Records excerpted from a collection
+++++
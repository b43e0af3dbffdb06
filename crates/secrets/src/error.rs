//! Error types for secret access

use thiserror::Error;

/// Errors that can occur when reading or writing secrets
#[derive(Debug, Error)]
pub enum SecretsError {
    /// Nothing is stored under the path
    #[error("no secrets found at path '{path}'")]
    NotFound { path: String },

    /// The path exists but some requested keys are absent
    #[error("secrets at path '{path}' are missing keys: {keys}")]
    MissingKeys { path: String, keys: String },

    /// The backing store failed
    #[error("secret store error: {0}")]
    Backend(String),
}

impl SecretsError {
    pub fn not_found(path: impl Into<String>) -> Self {
        Self::NotFound { path: path.into() }
    }

    pub fn missing_keys(path: impl Into<String>, keys: &[&str]) -> Self {
        Self::MissingKeys {
            path: path.into(),
            keys: keys.join(", "),
        }
    }
}

/// Result type for secret operations
pub type Result<T> = std::result::Result<T, SecretsError>;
+++++
### YOUR ASSIGNMENT
Take exactly the lines from the one containing "filename crates/secrets/src/error.rs" through the one containing "under the path" in the data above, and output them with nothing added.

### RESPONSE
filename crates/secrets/src/error.rs
//! Error types for secret access

use thiserror::Error;

/// Errors that can occur when reading or writing secrets
#[derive(Debug, Error)]
pub enum SecretsError {
    /// Nothing is stored under the path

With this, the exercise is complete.